__What to do__
Print, exactly as given, each line of the data from the line containing "pub fn spawn_audit_log(bus: &EventBus)" up to and including its last line.
Data for review: Begin
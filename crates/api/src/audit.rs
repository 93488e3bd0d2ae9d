use folio_core::events::{DocumentEvent, EventBus};
use tokio::sync::broadcast::error::RecvError;
use tokio::task::JoinHandle;

/// Log every document event until the bus closes.
pub fn spawn_audit_log(bus: &EventBus) -> JoinHandle<()> {
    let mut events = bus.subscribe();
    tokio::spawn(async move {
        loop {
            match events.recv().await {
                Ok(event) => record(&event),
                Err(RecvError::Lagged(skipped)) => {
                    tracing::warn!(skipped, "audit log fell behind, events dropped");
                }
                Err(RecvError::Closed) => break,
            }
        }
    })
}

fn record(event: &DocumentEvent) {
    let change = event.change();
    tracing::info!(
        target: "folio::audit",
        event = event.name(),
        document_id = %change.document_id,
        actor_id = %change.actor_id,
        at = %change.timestamp,
        "document event"
    );
}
Data for review: End
__Solution for this task__
pub fn spawn_audit_log(bus: &EventBus) -> JoinHandle<()> {
    let mut events = bus.subscribe();
    tokio::spawn(async move {
        loop {
            match events.recv().await {
                Ok(event) => record(&event),
                Err(RecvError::Lagged(skipped)) => {
                    tracing::warn!(skipped, "audit log fell behind, events dropped");
                }
                Err(RecvError::Closed) => break,
            }
        }
    })
}

fn record(event: &DocumentEvent) {
    let change = event.change();
    tracing::info!(
        target: "folio::audit",
        event = event.name(),
        document_id = %change.document_id,
        actor_id = %change.actor_id,
        at = %change.timestamp,
        "document event"
    );
}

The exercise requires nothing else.